The modern city has always been the core place for productive economic activity. This arises from a city’s large concentration of workers, consumers, firms and government agencies, and the availability of suitable land, infrastructure and services. The productive and diverse urban economies research theme has three purposes. First, it pursues an understanding of the way successful productive activity is organised in a city’s different economic sub-regions and sectors. Second, it seeks to explain urban economies through innovative and analytical research techniques and with novel, powerful representations of a city’s economic operations and connections. Third, the theme seeks to devise new pathways to generate sustainable and just economic activity characterised by diversity and resilience with fair levels of participation across a city’s sub-regions and socio-cultural groupings.

Directions

The productive and diverse urban economies theme is undertaking projects in these areas:

  • Sustainable urban infrastructure in large cities 
  • The geography of entrepreneurship and employment in global Sydney 
  • Food economies and culinary knowledges in large cities.

^ Back to top


Affordable and sustainable housing

The Centre’s work on affordable and sustainable housing has earned a national reputation in a short time period.

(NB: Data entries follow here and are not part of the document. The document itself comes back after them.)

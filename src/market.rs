use async_trait::async_trait;
use ethers::types::U256;

use crate::error::SettleError;
use crate::types::{MarketState, Settlement, SettlementReceipt};

/// The read/write surface of a deployed market, kept narrow so tests can
/// substitute a deterministic in-memory market for the JSON-RPC one.
#[async_trait]
pub trait MarketContract {
    async fn has_expired(&self) -> Result<bool, SettleError>;
    async fn time_until_expiry(&self) -> Result<u64, SettleError>;
    async fn is_settled(&self) -> Result<bool, SettleError>;
    async fn strike_price(&self) -> Result<U256, SettleError>;
    async fn settlement_price(&self) -> Result<U256, SettleError>;
    async fn settled_above_strike(&self) -> Result<bool, SettleError>;
    async fn answer_timestamp(&self) -> Result<u64, SettleError>;

    /// Submit the settlement transaction and wait for its confirmation
    /// receipt.
    async fn settle_market(&self) -> Result<SettlementReceipt, SettleError>;
}

/// Read the current state of the market. Settlement fields are only queried
/// (and only present) once the contract reports itself settled.
pub async fn snapshot<M: MarketContract + ?Sized>(
    market: &M,
) -> Result<MarketState, SettleError> {
    let strike_price = market.strike_price().await?;

    if !market.is_settled().await? {
        return Ok(MarketState {
            strike_price,
            settlement: None,
        });
    }

    Ok(MarketState {
        strike_price,
        settlement: Some(Settlement {
            settlement_price: market.settlement_price().await?,
            settled_above_strike: market.settled_above_strike().await?,
            answer_timestamp: market.answer_timestamp().await?,
        }),
    })
}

The Centre will now build its capacity in housing affordability research alongside a deeper engagement with the interactions between housing and health. This extension will strengthen research ties with the Schools of Biomedical and Health Sciences, and Medicine; as well as strengthen the MUMP teaching program.

Directions

The affordable and sustainable housing theme is currently pursuing these directions:

  • Diverse housing tenures
  • Housing, urban development and health
  • The impacts of planning regulation on housing affordability.